- [PROVIDED DATA]
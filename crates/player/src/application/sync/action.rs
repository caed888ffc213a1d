//! Actions accepted by the character reducer.

use partysheet_domain::{Die, InventoryItem, ItemId, Stat};

/// Where an action came from.
///
/// Remote actions (bootstrap replays and change notifications) mutate local
/// state but never produce a remote write.
#[derive(Debug, Clone, Copy, PartialEq, Eq)]
pub enum Origin {
    Local,
    Remote,
}

impl Origin {
    pub fn is_local(self) -> bool {
        matches!(self, Self::Local)
    }
}

/// A change to one character's sheet.
#[derive(Debug, Clone, PartialEq, Eq)]
pub enum CharacterAction {
    Adversity(i64),
    Status(String),
    Stat { stat: Stat, die: Die },
    /// Bulk replace of the whole inventory. Only used to seed state.
    Inventory(Vec<InventoryItem>),
    InventoryItem(InventoryEdit),
    DeleteInventory(ItemId),
    SecondaryDial(i64),
}

impl CharacterAction {
    /// Short name used in logs.
    pub fn kind(&self) -> &'static str {
        match self {
            Self::Adversity(_) => "adversity",
            Self::Status(_) => "status",
            Self::Stat { .. } => "stats",
            Self::Inventory(_) => "inventory",
            Self::InventoryItem(_) => "inventory-item",
            Self::DeleteInventory(_) => "delete-inventory",
            Self::SecondaryDial(_) => "secondary-dial",
        }
    }
}

/// Payload of an `inventory-item` action.
#[derive(Debug, Clone, PartialEq, Eq)]
pub enum InventoryEdit {
    /// Create a blank item with this id after the current last item.
    New(ItemId),
    /// Insert or replace an item by id, verbatim.
    Item(InventoryItem),
}

impl From<ItemId> for InventoryEdit {
    fn from(id: ItemId) -> Self {
        Self::New(id)
    }
}

impl From<InventoryItem> for InventoryEdit {
    fn from(item: InventoryItem) -> Self {
        Self::Item(item)
    }
}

- [EXERCISE REQUIREMENTS] Output each line of the listing above that has "DeleteInventory".

- [ANSWER]
    DeleteInventory(ItemId),
            Self::DeleteInventory(_) => "delete-inventory",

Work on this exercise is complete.